AminetAminet
Search:
84479 packages online
About
Recent
Browse
Search
Upload
Setup
Services

util/rexx/stms.lha

Mirror:Random
Showing:m68k-amigaosppc-amigaosppc-morphosi386-arosi386-amithlonppc-warpupppc-powerupgeneric
No screenshot available
Short:*(.dclst).xml, manipulation scripts
Author:megacz(megacz at usa.com)
Uploader:megacz(megacz usa com)
Type:util/rexx
Version:0.00
Architecture:generic
Distribution:Aminet
Date:2006-07-10
Download:http://aminet.net/util/rexx/stms.lha - View contents
Readme:http://aminet.net/util/rexx/stms.readme
Downloads:573

megacz's simple text manipulation scripts, (megacz at usa.com)

hello!

this archive contains two ARexx scripts: -extractlist- 
and -scbsc- that could be very helpful for those who
need to extract *.dclst files for some reason.

please note that these scripts will not allow u to unpack
*.dclst! in order to do so u need to download such list
using DC++ and add interesting u things to the queue[.xml]
and then copy that file and process it with my scripts.

also note that DC++ could be used with WINe under linux(x86)!


-extractlist-

"template: <in_file> <out_file> <word/#?[,T]>"

[,T] allows to process non *.xml files.

this script will extract full path from queue.xml file,
example1: 'extractlist queue.xml plain.txt #?' or
example2: 'extractlist queue.xml plain.txt .avi'
-last one will extract only paths that contain .avi

as a result u will get plain text file which is
smaller and more user friendly(easier to read).


-scbsc-

with this one, u can cut out words/paths ure not
interested in plus remove dupes and cut out N words
strings.

"
template: <in_file> <out_file> <'char'> <'last'/'first'/num[,to]>
          [dd] [cut:n[,m]]

          char could be like this '/' or like this 'X2C(2F)'
          if u want lower case use inverted commas to enclose.
          'last' and 'first' are the words!, 0 as a num will not
          touch the strings allowing cutting, if [,to] number
          is being passed num become 'from', [dd] removes dupes.
          [cut:n[,m]] cuts out string that contains n words,
          if n and m r specified it will work in range of n to m.
"

example: 'scbsc plain.txt plain.clean.txt "" last dd cut:2'
-such setup will strip last entry after the "" from each
line plus remove duplicates plus remove 2 word long strings,
note that 2 word long strings doesnt mean those separated 
by spaces, but the 'char' like: "(1st)what now?(2nd)dont know".

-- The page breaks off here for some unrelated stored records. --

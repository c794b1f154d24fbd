//! Session actor: an isolated Tokio task that owns one game.
//!
//! Each session runs in its own task and is reached only through an mpsc
//! channel. Commands are handled one at a time, so the read-modify-write
//! of turn, readiness and winner never interleaves between requests.

use std::collections::HashMap;
use std::time::{SystemTime, UNIX_EPOCH};

use digitduel_protocol::{
    GameStateView, PlayerId, Recipient, ServerMessage, SessionCode,
};
use tokio::sync::{mpsc, oneshot};

use crate::{GameError, GameSession, Outbox};

/// Channel sender for delivering events to a player's connection handler.
pub type PlayerSender = mpsc::UnboundedSender<ServerMessage>;

type Reply<T> = oneshot::Sender<T>;

/// Commands sent to a session actor through its channel.
///
/// Every variant except `Shutdown` carries a reply channel: the caller
/// sends the command and waits for the outcome on it.
pub(crate) enum SessionCommand {
    Join {
        player_id: PlayerId,
        sender: PlayerSender,
        reply: Reply<Result<(), GameError>>,
    },

    SetNumber {
        player_id: PlayerId,
        number: String,
        reply: Reply<Result<(), GameError>>,
    },

    MakeGuess {
        player_id: PlayerId,
        guess: String,
        reply: Reply<Result<(), GameError>>,
    },

    GetState {
        reply: Reply<GameStateView>,
    },

    /// Remove a player. On success the actor stops: a session never
    /// continues with one player.
    Leave {
        player_id: PlayerId,
        reply: Reply<Result<(), GameError>>,
    },

    Shutdown,
}

/// Handle to a running session actor.
///
/// Cheap to clone; the [`SessionManager`](crate::SessionManager) holds one
/// per live session. Once the actor has stopped every call fails with
/// [`GameError::SessionNotFound`].
#[derive(Debug, Clone)]
pub struct SessionHandle {
    code: SessionCode,
    sender: mpsc::Sender<SessionCommand>,
}

impl SessionHandle {
    pub fn code(&self) -> &SessionCode {
        &self.code
    }

    /// Seats `player_id` as the guest. Events for the player will be
    /// delivered on `sender`.
    pub async fn join(
        &self,
        player_id: PlayerId,
        sender: PlayerSender,
    ) -> Result<(), GameError> {
        self.request(|reply| SessionCommand::Join {
            player_id,
            sender,
            reply,
        })
        .await?
    }

    /// Locks the player's secret number.
    pub async fn set_number(
        &self,
        player_id: PlayerId,
        number: impl Into<String>,
    ) -> Result<(), GameError> {
        let number = number.into();
        self.request(|reply| SessionCommand::SetNumber {
            player_id,
            number,
            reply,
        })
        .await?
    }

    /// Submits a guess. The result is broadcast to every member.
    pub async fn make_guess(
        &self,
        player_id: PlayerId,
        guess: impl Into<String>,
    ) -> Result<(), GameError> {
        let guess = guess.into();
        self.request(|reply| SessionCommand::MakeGuess {
            player_id,
            guess,
            reply,
        })
        .await?
    }

    /// Returns a snapshot of the game.
    pub async fn game_state(&self) -> Result<GameStateView, GameError> {
        self.request(|reply| SessionCommand::GetState { reply }).await
    }

    /// Removes a player, notifying the rest, and stops the session.
    pub async fn leave(&self, player_id: PlayerId) -> Result<(), GameError> {
        self.request(|reply| SessionCommand::Leave { player_id, reply })
            .await?
    }

    /// Stops the session without notifying anyone.
    pub async fn shutdown(&self) -> Result<(), GameError> {
        self.sender
            .send(SessionCommand::Shutdown)
            .await
            .map_err(|_| self.gone())
    }

    /// Returns `true` once the actor has stopped.
    pub fn is_closed(&self) -> bool {
        self.sender.is_closed()
    }

    async fn request<T>(
        &self,
        command: impl FnOnce(Reply<T>) -> SessionCommand,
    ) -> Result<T, GameError> {
        let (reply_tx, reply_rx) = oneshot::channel();
        self.sender
            .send(command(reply_tx))
            .await
            .map_err(|_| self.gone())?;
        reply_rx.await.map_err(|_| self.gone())
    }

    fn gone(&self) -> GameError {
        GameError::SessionNotFound(self.code.clone())
    }
}

/// The internal actor state. Runs inside a Tokio task.
struct SessionActor {
    game: GameSession,
    /// Per-member outbound channels.
    senders: HashMap<PlayerId, PlayerSender>,
    receiver: mpsc::Receiver<SessionCommand>,
}

impl SessionActor {
    /// Runs the actor loop until shutdown, a successful leave, or every
    /// handle is dropped.
    async fn run(mut self) {
        let code = self.game.code().clone();
        tracing::debug!(%code, "session actor started");

        while let Some(cmd) = self.receiver.recv().await {
            match cmd {
                SessionCommand::Join {
                    player_id,
                    sender,
                    reply,
                } => {
                    let result = match self.game.join(player_id) {
                        Ok(outbox) => {
                            self.senders.insert(player_id, sender);
                            self.dispatch(outbox);
                            Ok(())
                        }
                        Err(e) => Err(e),
                    };
                    self.reject_logged(player_id, &result);
                    let _ = reply.send(result);
                }
                SessionCommand::SetNumber {
                    player_id,
                    number,
                    reply,
                } => {
                    let result = self
                        .game
                        .set_number(player_id, &number)
                        .map(|outbox| self.dispatch(outbox));
                    self.reject_logged(player_id, &result);
                    let _ = reply.send(result);
                }
                SessionCommand::MakeGuess {
                    player_id,
                    guess,
                    reply,
                } => {
                    let result = self
                        .game
                        .make_guess(player_id, &guess, now_millis())
                        .map(|outbox| self.dispatch(outbox));
                    self.reject_logged(player_id, &result);
                    let _ = reply.send(result);
                }
                SessionCommand::GetState { reply } => {
                    let _ = reply.send(self.game.snapshot());
                }
                SessionCommand::Leave { player_id, reply } => {
                    match self.game.leave(player_id) {
                        Ok(outbox) => {
                            self.senders.remove(&player_id);
                            self.dispatch(outbox);
                            let _ = reply.send(Ok(()));
                            break;
                        }
                        Err(e) => {
                            let _ = reply.send(Err(e));
                        }
                    }
                }
                SessionCommand::Shutdown => {
                    tracing::debug!(%code, "session shutting down");
                    break;
                }
            }
        }

        tracing::debug!(%code, phase = %self.game.phase(), "session actor stopped");
    }

    fn reject_logged(&self, player_id: PlayerId, result: &Result<(), GameError>) {
        if let Err(reason) = result {
            tracing::debug!(
                code = %self.game.code(),
                %player_id,
                %reason,
                "request rejected"
            );
        }
    }

    /// Dispatches outbound events to the correct members.
    fn dispatch(&self, outbox: Outbox) {
        for (recipient, msg) in outbox {
            match recipient {
                Recipient::All => {
                    for pid in self.senders.keys() {
                        self.send_to(*pid, msg.clone());
                    }
                }
                Recipient::Player(pid) => {
                    self.send_to(pid, msg);
                }
                Recipient::AllExcept(excluded) => {
                    for pid in self.senders.keys() {
                        if *pid != excluded {
                            self.send_to(*pid, msg.clone());
                        }
                    }
                }
            }
        }
    }

    /// Sends an event to a single member. Silently drops it if the
    /// receiver is gone (connection already closed).
    fn send_to(&self, player_id: PlayerId, msg: ServerMessage) {
        if let Some(sender) = self.senders.get(&player_id) {
            let _ = sender.send(msg);
        }
    }
}

/// Opens a session for `host` and spawns its actor task.
///
/// The host's `sessionCreated` event is queued on `host_sender` before this
/// returns. `channel_size` bounds the command queue; senders wait when it
/// is full.
pub(crate) fn spawn_session(
    code: SessionCode,
    host: PlayerId,
    host_sender: PlayerSender,
    channel_size: usize,
) -> SessionHandle {
    let (tx, rx) = mpsc::channel(channel_size);

    let (game, outbox) = GameSession::open(code.clone(), host);
    let actor = SessionActor {
        game,
        senders: HashMap::from([(host, host_sender)]),
        receiver: rx,
    };
    actor.dispatch(outbox);

    tokio::spawn(actor.run());

    SessionHandle { code, sender: tx }
}

/// Milliseconds since the Unix epoch.
fn now_millis() -> u64 {
    SystemTime::now()
        .duration_since(UNIX_EPOCH)
        .map(|d| u64::try_from(d.as_millis()).unwrap_or(u64::MAX))
        .unwrap_or(0)
}

#[cfg(test)]
mod tests {
    use super::*;

    fn open(host: PlayerId) -> (SessionHandle, mpsc::UnboundedReceiver<ServerMessage>) {
        let (tx, rx) = mpsc::unbounded_channel();
        let handle = spawn_session(SessionCode::new("TEST01"), host, tx, 8);
        (handle, rx)
    }

    #[tokio::test]
    async fn test_spawn_session_queues_session_created() {
        let (handle, mut rx) = open(PlayerId(1));
        assert_eq!(handle.code().as_str(), "TEST01");
        assert_eq!(
            rx.recv().await,
            Some(ServerMessage::SessionCreated {
                session_code: SessionCode::new("TEST01"),
                player_id: PlayerId(1),
            })
        );
    }

    #[tokio::test]
    async fn test_leave_stops_actor() {
        let (handle, _rx) = open(PlayerId(1));
        handle.leave(PlayerId(1)).await.unwrap();

        let result = handle.game_state().await;
        assert_eq!(
            result,
            Err(GameError::SessionNotFound(SessionCode::new("TEST01")))
        );
        assert!(handle.is_closed());
    }

    #[tokio::test]
    async fn test_failed_leave_keeps_actor_running() {
        let (handle, _rx) = open(PlayerId(1));
        assert!(handle.leave(PlayerId(5)).await.is_err());
        assert_eq!(handle.game_state().await.unwrap().player_count, 1);
    }

    #[tokio::test]
    async fn test_shutdown_then_requests_fail() {
        let (handle, _rx) = open(PlayerId(1));
        handle.shutdown().await.unwrap();
        assert!(matches!(
            handle.set_number(PlayerId(1), "1234").await,
            Err(GameError::SessionNotFound(_))
        ));
    }

    #[test]
    fn test_now_millis_is_after_2020() {
        assert!(now_millis() > 1_577_836_800_000);
    }
}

check out 'queue.xml.lzx' that i needed to extract,
its huge(8 mib,62268 lines) so extracting may take some time!
this file cotains filelist from some mate that
has mega big collection of rock music and lots
of stoner related stuff and i wanted to have
clean list of 'stoner' bands for further use.

play with the options on smaller files to see what this
thing is capable of.

heres how i used it for "space"(genere):

"
1. extractlist l0g:Queue.xml RAM:Queue.txt space
2. scbsc RAM:Queue.txt RAM:Queue.txt.pre "" last dd cut:1,2
3. scbsc RAM:Queue.txt.pre RAM:Queue.txt.pre_2 "" 4,30
4. extractlist RAM:Queue.txt.pre_2 RAM:Queue.txt space,t
"

explanation:

1. searching for 'space' word in the xml strings that contain download path
2. cutting out last entry after the "", usually files(*.mp3), removing
   dupes, coz each entry will be same as previous(directory), after cutting
'last'
   and snipping off entries that contain 1 to up 2 directories in path
3. cutting prefixes before the desired direcotry name in this case
   starting from 4th dir and allowing up to 30 dirs in path
4. removing extra 'space' entries in each string that occured in song
names(*.mp3)



bye!


~also note that these scripts arent tested too deep as
i do not need them anymore, but i thought that maybe
someone else could find them useful too, so releasing.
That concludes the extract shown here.